Comme vous ne le savez peut-être pas, l'Egypte Noire, «Le Pays Noir», comme les anciens Egyptiens eux-mêmes désignaient leur pays (l), n'est pas seulement le berceau de la Civilisation Moderne, en particulier de l'Écriture, des Sciences, des Arts et du Monothéisme, mais aussi de la Poésie, en particulier de la poésie amoureuse dont les pages constituent le florilège le plus ancien de la poésie universelle qui a éclos sur les bords du Nil il y a plus de 3500 ans (2).

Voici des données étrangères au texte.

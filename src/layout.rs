//! Scene layouts: fixed geometry plus the bodies present at (re)start.
//!
//! | Layout | Fixtures | Initial bodies | Spawning |
//! |--------|----------|----------------|----------|
//! | [`SceneLayout::FallingShapes`] | 60×60 ground plane at y = -5 | none | on |
//! | [`SceneLayout::BouncingSpheres`] | floor at y = 0 | three spheres of differing mass/bounce | off |
//! | [`SceneLayout::FluidTank`] | five-walled open tank | 200 small particle spheres | off |

use crate::body::{BodyDesc, BodyKind, Shape};
use glam::{Vec3, Vec4};
use serde::{Deserialize, Serialize};

/// Which scene to build.
#[derive(Clone, Copy, Debug, Default, Serialize, Deserialize, PartialEq, Eq)]
pub enum SceneLayout {
    #[default]
    FallingShapes,
    BouncingSpheres,
    FluidTank,
}

/// One body placed by a layout.
#[derive(Clone, Debug, PartialEq)]
pub struct LayoutBody {
    pub label: String,
    pub desc: BodyDesc,
}

impl LayoutBody {
    fn new(label: impl Into<String>, desc: BodyDesc) -> Self {
        Self {
            label: label.into(),
            desc,
        }
    }
}

const FLUID_PARTICLES: usize = 200;
const FLUID_COLUMNS: usize = 10;
const FLUID_SPACING: f32 = 0.2;
const FLUID_RADIUS: f32 = 0.1;

impl SceneLayout {
    /// Kebab-case name for logs.
    pub fn name(&self) -> &'static str {
        match self {
            SceneLayout::FallingShapes => "falling-shapes",
            SceneLayout::BouncingSpheres => "bouncing-spheres",
            SceneLayout::FluidTank => "fluid-tank",
        }
    }

    /// Whether the timed spawner runs in this scene unless configured otherwise.
    pub fn spawns_by_default(&self) -> bool {
        matches!(self, SceneLayout::FallingShapes)
    }

    /// Everything the layout places, fixtures first.
    pub fn bodies(&self) -> Vec<LayoutBody> {
        match self {
            SceneLayout::FallingShapes => falling_shapes(),
            SceneLayout::BouncingSpheres => bouncing_spheres(),
            SceneLayout::FluidTank => fluid_tank(),
        }
    }
}

fn falling_shapes() -> Vec<LayoutBody> {
    vec![LayoutBody::new(
        "ground",
        BodyDesc::fixed(
            Shape::Plane {
                width: 60.0,
                length: 60.0,
            },
            Vec3::new(0.0, -5.0, 0.0),
            Vec4::new(0.6, 0.4, 0.2, 1.0),
        ),
    )]
}

fn bouncing_spheres() -> Vec<LayoutBody> {
    let floor = LayoutBody::new(
        "floor",
        BodyDesc::fixed(
            Shape::Plane {
                width: 100.0,
                length: 100.0,
            },
            Vec3::ZERO,
            Vec4::new(0.5, 0.5, 0.5, 1.0),
        ),
    );

    // (label, x, colour, mass, restitution)
    let spheres = [
        ("red-sphere", -2.0, Vec4::new(1.0, 0.0, 0.0, 1.0), 1.0, 0.9),
        ("blue-sphere", 0.0, Vec4::new(0.0, 0.0, 1.0, 1.0), 2.0, 0.7),
        ("green-sphere", 2.0, Vec4::new(0.0, 1.0, 0.0, 1.0), 5.0, 0.3),
    ];

    std::iter::once(floor)
        .chain(spheres.into_iter().map(|(label, x, color, mass, restitution)| {
            LayoutBody::new(
                label,
                BodyDesc {
                    shape: Shape::Sphere { radius: 0.5 },
                    kind: BodyKind::Dynamic,
                    mass,
                    restitution,
                    friction: 0.5,
                    color,
                    material: None,
                    position: Vec3::new(x, 5.0, 0.0),
                },
            )
        }))
        .collect()
}

fn fluid_tank() -> Vec<LayoutBody> {
    let (w, h, l, t) = (5.0_f32, 3.0_f32, 2.0_f32, 0.1_f32);
    let lowered = h / 2.0 - 3.5;
    let glass = Vec4::new(1.0, 1.0, 1.0, 0.1);

    let walls = [
        ("tank-bottom", Vec3::new(w, t, l), Vec3::new(0.0, -h, 0.0)),
        ("tank-back", Vec3::new(w, h, t), Vec3::new(0.0, -h / 2.0, -l / 2.0)),
        ("tank-front", Vec3::new(w, h, t), Vec3::new(0.0, -h / 2.0, l / 2.0)),
        ("tank-left", Vec3::new(t, h, l), Vec3::new(-w / 2.0, -h / 2.0, 0.0)),
        ("tank-right", Vec3::new(t, h, l), Vec3::new(w / 2.0, -h / 2.0, 0.0)),
    ];

    let mut bodies: Vec<LayoutBody> = walls
        .into_iter()
        .map(|(label, size, position)| {
            let mut desc = BodyDesc::fixed(
                Shape::Box { size, chamfer: 0.0 },
                position + Vec3::new(0.0, lowered, 0.0),
                glass,
            );
            desc.restitution = 0.0;
            desc.friction = 0.5;
            LayoutBody::new(label, desc)
        })
        .collect();

    bodies.extend((0..FLUID_PARTICLES).map(|i| {
        let row = (i / FLUID_COLUMNS) as f32;
        let col = (i % FLUID_COLUMNS) as f32;
        LayoutBody::new(
            format!("fluid-{}", i),
            BodyDesc {
                shape: Shape::Sphere {
                    radius: FLUID_RADIUS,
                },
                kind: BodyKind::Dynamic,
                mass: 0.1,
                restitution: 0.0,
                friction: 0.3,
                color: Vec4::new(0.2, 0.5, 1.0, 0.8),
                material: None,
                position: Vec3::new(col * FLUID_SPACING - 1.0, row * FLUID_SPACING + 4.0, 0.0),
            },
        )
    }));

    bodies
}

#[cfg(test)]
mod tests {
    use super::*;

    fn counts(layout: SceneLayout) -> (usize, usize) {
        let bodies = layout.bodies();
        let dynamic = bodies.iter().filter(|b| b.desc.is_dynamic()).count();
        (bodies.len() - dynamic, dynamic)
    }

    #[test]
    fn test_layout_body_counts() {
        assert_eq!(counts(SceneLayout::FallingShapes), (1, 0));
        assert_eq!(counts(SceneLayout::BouncingSpheres), (1, 3));
        assert_eq!(counts(SceneLayout::FluidTank), (5, 200));
    }

    #[test]
    fn test_fixtures_come_first() {
        for layout in [
            SceneLayout::FallingShapes,
            SceneLayout::BouncingSpheres,
            SceneLayout::FluidTank,
        ] {
            let bodies = layout.bodies();
            let first_dynamic = bodies.iter().position(|b| b.desc.is_dynamic());
            if let Some(i) = first_dynamic {
                assert!(bodies[i..].iter().all(|b| b.desc.is_dynamic()));
            }
        }
    }

    #[test]
    fn test_sphere_presets() {
        let bodies = SceneLayout::BouncingSpheres.bodies();
        let green = bodies.iter().find(|b| b.label == "green-sphere").unwrap();
        assert_eq!(green.desc.mass, 5.0);
        assert_eq!(green.desc.restitution, 0.3);
        assert_eq!(green.desc.position, Vec3::new(2.0, 5.0, 0.0));
    }

    #[test]
    fn test_fluid_grid() {
        let bodies = SceneLayout::FluidTank.bodies();
        let last = bodies.last().unwrap();
        assert_eq!(last.label, "fluid-199");
        // Row 19, column 9.
        assert!((last.desc.position.x - 0.8).abs() < 1e-5);
        assert!((last.desc.position.y - 7.8).abs() < 1e-5);

        let bottom = &bodies[0];
        assert_eq!(bottom.label, "tank-bottom");
        assert!((bottom.desc.position.y - -5.0).abs() < 1e-5);
    }

    #[test]
    fn test_only_falling_shapes_spawns() {
        assert!(SceneLayout::FallingShapes.spawns_by_default());
        assert!(!SceneLayout::BouncingSpheres.spawns_by_default());
        assert!(!SceneLayout::FluidTank.spawns_by_default());
    }
}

En effet, près d'un millénaire avant que le poète grec de l’Iliade et l’Odyssée ne célèbre la beauté légendaire de la Belle Hélène dont la convoitise a déclanché la célèbre et terrible Guerre de Troie, les poètes de l'Egypte Noire, depuis les Pharaons jusqu'aux troubadours, ont chanté à propos de la Femme Noire, non seulement la beauté plastique qui peut attiser des passions au point de causer autant de ravages que la Belle Hélène, mais surtout la beauté intérieure sans laquelle la beauté plastique n'est qu'une coquille vide et qu'Un décor factice dont on finit par se lasser.
C'est ainsi que les plus beaux et touchants hommages dont peut rêver toute femme sont ceux que le Pharaon Noir Ramsès II a rendus à sa Femme Noire Néfertari, en faisant graver sur sa tombe dans la vallée des Reines près de Thèbes l'inscription « Elle incarnait la beauté, la douceur, l'amour » et sur le fronton du Petit Temple d'Abou-Simbel en Nubie dédié à sa bien-aimée l'épigraphe « A Néfertari, par amour de laquelle le soleil se lève ».

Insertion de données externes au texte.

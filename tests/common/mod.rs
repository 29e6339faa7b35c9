//! Shared test fixtures: an in-memory physics world that records every call.

#![allow(dead_code)]

use std::collections::BTreeMap;
use tumble::{BodyDesc, BodyHandle, BodyKind, BodySnapshot, PhysicsWorld, Vec3, WorldError};

/// Route scene logs to the test output. Set `RUST_LOG=tumble=debug` to see them.
pub fn init_tracing() {
    let _ = tracing_subscriber::fmt()
        .with_env_filter(tracing_subscriber::EnvFilter::from_default_env())
        .with_test_writer()
        .try_init();
}

#[derive(Clone, Debug)]
pub struct MockBody {
    pub desc: BodyDesc,
    pub position: Vec3,
    pub velocity: Vec3,
}

/// Point-mass world: dynamic bodies accelerate under gravity, nothing collides.
#[derive(Default)]
pub struct MockWorld {
    pub bodies: BTreeMap<BodyHandle, MockBody>,
    pub gravity: Vec3,
    next_id: u64,
    /// Fail the next `n` calls to `add_body`.
    pub fail_adds: usize,
    pub integrated: Vec<f32>,
    pub impulses: Vec<(BodyHandle, Vec3)>,
    pub removed: Vec<BodyHandle>,
    pub gravity_calls: Vec<Vec3>,
    pub added: Vec<BodyDesc>,
}

impl MockWorld {
    pub fn new() -> Self {
        Self::default()
    }

    /// A world that leaves every body where it was placed.
    pub fn frozen() -> FrozenWorld {
        FrozenWorld(Self::new())
    }

    pub fn dynamic_count(&self) -> usize {
        self.bodies
            .values()
            .filter(|b| b.desc.kind == BodyKind::Dynamic)
            .count()
    }

    pub fn teleport(&mut self, handle: BodyHandle, position: Vec3) {
        if let Some(body) = self.bodies.get_mut(&handle) {
            body.position = position;
        }
    }

    /// Remove a body behind the orchestrator's back.
    pub fn vanish(&mut self, handle: BodyHandle) {
        self.bodies.remove(&handle);
    }

    pub fn impulses_to(&self, handle: BodyHandle) -> Vec<Vec3> {
        self.impulses
            .iter()
            .filter(|(h, _)| *h == handle)
            .map(|(_, i)| *i)
            .collect()
    }
}

impl PhysicsWorld for MockWorld {
    fn integrate(&mut self, dt: f32) {
        self.integrated.push(dt);
        for body in self.bodies.values_mut() {
            if body.desc.kind == BodyKind::Dynamic {
                body.velocity += self.gravity * dt;
                body.position += body.velocity * dt;
            }
        }
    }

    fn add_body(&mut self, desc: &BodyDesc) -> Result<BodyHandle, WorldError> {
        if self.fail_adds > 0 {
            self.fail_adds -= 1;
            return Err(WorldError::ShapeConstruction("mock failure".into()));
        }
        self.next_id += 1;
        let handle = BodyHandle(self.next_id);
        self.added.push(*desc);
        self.bodies.insert(
            handle,
            MockBody {
                desc: *desc,
                position: desc.position,
                velocity: Vec3::ZERO,
            },
        );
        Ok(handle)
    }

    fn remove_body(&mut self, handle: BodyHandle) {
        self.removed.push(handle);
        self.bodies.remove(&handle);
    }

    fn set_gravity(&mut self, gravity: Vec3) {
        self.gravity = gravity;
        self.gravity_calls.push(gravity);
    }

    fn apply_impulse(&mut self, handle: BodyHandle, impulse: Vec3) {
        self.impulses.push((handle, impulse));
        if let Some(body) = self.bodies.get_mut(&handle) {
            let mass = body.desc.mass.max(f32::EPSILON);
            body.velocity += impulse / mass;
        }
    }

    fn live_bodies(&self) -> Vec<BodySnapshot> {
        self.bodies
            .iter()
            .map(|(handle, body)| BodySnapshot {
                handle: *handle,
                position: body.position,
                kind: body.desc.kind,
            })
            .collect()
    }
}

/// [`MockWorld`] with integration disabled, so positions only change by
/// teleport.
pub struct FrozenWorld(pub MockWorld);

impl PhysicsWorld for FrozenWorld {
    fn integrate(&mut self, dt: f32) {
        self.0.integrated.push(dt);
    }

    fn add_body(&mut self, desc: &BodyDesc) -> Result<BodyHandle, WorldError> {
        self.0.add_body(desc)
    }

    fn remove_body(&mut self, handle: BodyHandle) {
        self.0.remove_body(handle)
    }

    fn set_gravity(&mut self, gravity: Vec3) {
        self.0.set_gravity(gravity)
    }

    fn apply_impulse(&mut self, handle: BodyHandle, impulse: Vec3) {
        self.0.impulses.push((handle, impulse));
    }

    fn live_bodies(&self) -> Vec<BodySnapshot> {
        self.0.live_bodies()
    }
}
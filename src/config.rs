//! Scene configuration.
//!
//! Every tunable of a scene in one serde-friendly struct. All fields default,
//! so a config file only needs to name what it changes:
//!
//! ```
//! use tumble::{SceneConfig, SceneLayout};
//!
//! let config = SceneConfig::from_json_str(r#"{ "layout": "BouncingSpheres", "seed": 9 }"#).unwrap();
//! assert_eq!(config.layout, SceneLayout::BouncingSpheres);
//! assert!(!config.spawning_enabled());
//! ```

use crate::environment::{GravityRange, WindSettings};
use crate::error::ConfigError;
use crate::layout::SceneLayout;
use crate::lifecycle::DEFAULT_CULL_HEIGHT;
use serde::{Deserialize, Serialize};
use std::fs;
use std::path::Path;

fn default_interval() -> f32 {
    1.0
}

fn default_cull_height() -> f32 {
    DEFAULT_CULL_HEIGHT
}

/// Complete scene configuration.
#[derive(Clone, Debug, Serialize, Deserialize, PartialEq)]
pub struct SceneConfig {
    #[serde(default)]
    pub layout: SceneLayout,
    /// Seconds between timed spawns.
    #[serde(default = "default_interval")]
    pub spawn_interval: f32,
    /// Force the timed spawner on or off; `None` follows the layout.
    #[serde(default)]
    pub spawning: Option<bool>,
    /// Random colour per spawned body instead of the material colour.
    #[serde(default)]
    pub randomize_color: bool,
    /// Bodies below this height are removed.
    #[serde(default = "default_cull_height")]
    pub cull_height: f32,
    /// Remove spawned bodies after this many ticks.
    #[serde(default)]
    pub max_age_ticks: Option<u64>,
    #[serde(default)]
    pub gravity: GravityRange,
    #[serde(default)]
    pub wind: WindSettings,
    /// Fixed RNG seed for reproducible spawning.
    #[serde(default)]
    pub seed: Option<u64>,
}

impl Default for SceneConfig {
    fn default() -> Self {
        Self {
            layout: SceneLayout::default(),
            spawn_interval: default_interval(),
            spawning: None,
            randomize_color: false,
            cull_height: default_cull_height(),
            max_age_ticks: None,
            gravity: GravityRange::default(),
            wind: WindSettings::default(),
            seed: None,
        }
    }
}

impl SceneConfig {
    /// Default config for `layout`.
    pub fn for_layout(layout: SceneLayout) -> Self {
        Self {
            layout,
            ..Self::default()
        }
    }

    /// Parse and validate a JSON config.
    pub fn from_json_str(json: &str) -> Result<Self, ConfigError> {
        let config: SceneConfig = serde_json::from_str(json)?;
        config.validate()?;
        Ok(config)
    }

    /// Load configuration from a JSON file.
    pub fn load<P: AsRef<Path>>(path: P) -> Result<Self, ConfigError> {
        let json = fs::read_to_string(path)?;
        Self::from_json_str(&json)
    }

    /// Save configuration to a JSON file.
    pub fn save<P: AsRef<Path>>(&self, path: P) -> Result<(), ConfigError> {
        let json = serde_json::to_string_pretty(self)?;
        fs::write(path, json)?;
        Ok(())
    }

    /// The `spawning` override, else the layout's default.
    pub fn spawning_enabled(&self) -> bool {
        self.spawning.unwrap_or_else(|| self.layout.spawns_by_default())
    }

    /// Reject values the scene cannot run with.
    pub fn validate(&self) -> Result<(), ConfigError> {
        if !(self.spawn_interval.is_finite() && self.spawn_interval > 0.0) {
            return Err(ConfigError::Invalid(format!(
                "spawn_interval must be positive, got {}",
                self.spawn_interval
            )));
        }
        if !self.cull_height.is_finite() {
            return Err(ConfigError::Invalid("cull_height must be finite".into()));
        }
        let g = &self.gravity;
        if !(g.min.is_finite() && g.max.is_finite() && g.min <= g.max) {
            return Err(ConfigError::Invalid(format!(
                "gravity range [{}, {}] is empty",
                g.min, g.max
            )));
        }
        if !g.contains(g.default) {
            return Err(ConfigError::Invalid(format!(
                "default gravity {} outside [{}, {}]",
                g.default, g.min, g.max
            )));
        }
        if self.wind.force.iter().any(|c| !c.is_finite()) {
            return Err(ConfigError::Invalid("wind force must be finite".into()));
        }
        if !(self.wind.particle_rate.is_finite() && self.wind.particle_rate >= 0.0) {
            return Err(ConfigError::Invalid(
                "wind particle_rate must be non-negative".into(),
            ));
        }
        Ok(())
    }
}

Dans un des plus anciens poèmes d'amour de la littérature égyptienne et donc universelle, plus précisément dans le premier chant de la collection du papyrus dit de Chester Beatty, en provenance de Thèbes et datant de la XXe dynastie, autour de 1200 avant JC (2), le bien-aimé fait l'éloge de sa bien-aimée en ces termes d’une sensualité et d’une modernité étonnantes qui font de chaque Beauté Noire « pour son amoureux » une « véritable étoile » et une « véritable diva » :
«L'unique, la bien-aimée, la sans pareille, La plus belle de toutes,
Regarde-la, elle ressemble à Sirius,
La plus brillante des étoiles,
Celle qui annonce une bonne et heureuse année.
Sa grâce est éclatante,
Sa peau luisante,
Comme de l’ébène poli,
Et ses yeux pleins de charme.
Douces sont ses paroles,
Et chez elle, jamais un mot de trop.
Son cou fait penser à un cygne noir,
Ses seins sont resplendissants comme des fruits mûrs,
Et ses cheveux sont comme
Une authentique pierre précieuse noire,
Le lapis-lazuli.
Ses bras sont plus magnifiques que l’or,
Et ses doigts comme des fleurs de lotus.
Bien rondes sont ses fesses,
Bien fine sa taille,
Tandis que la forme de ses hanches
Rend parfaite sa beauté.
Sa démarche est si gracieuse
Qu’elle séduit mon cœur,
Et qu’elle fait tourner la tête
A tous les hommes qui la voient.
Bienheureux celui qui l’enlacera,
Il sera le plus heureux de tous les amoureux.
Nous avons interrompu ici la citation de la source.